# Conwy



## dodger148 (May 9, 2005)

The car park at the back of Conwy Castle has marked motorhome places. Cant remember how much it was but I parked there so it couldnt have been expensive (am very tight over parking fees)

Have spelt Conway in Welsh above so I dont upset our Welsh members


----------



## 89987 (May 1, 2005)

Yes - This is a good place to park for Conwy castle and a visit to the town, but beware as the there is a 3m low arch between the car park (Sychnant pass side) and the town centre. Its an arch in the town wall so take care if you're a high sider.

Here is a map of the town. The car park is off the yellow road.

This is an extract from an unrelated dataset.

pub mod floor_service;
pub mod kitchen_service;
pub mod register_service;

http://www.streetmap.co.uk/newmap.s...&mapp=newmap.srf&searchp=newsearch.srf&dn=894

PS - Thanks for spelling Conwy correctly. Does anyone know of friendly parking in LLANFAIRPWLLGWYNGYLLGOGERYCHWYRNDROBWLLLLANTYSILIOGOGOGOCH ? (LOL)


----------



## 88838 (May 9, 2005)

haven't been to the church by the pool etc for several years, but parking used to be possible at the old station - there was one of those mill type shops there then - :dontknow: - if that's still possible.
me ole grannies lot cam from S Wales [mining stock] said they were all posers on Mons :boxing:


----------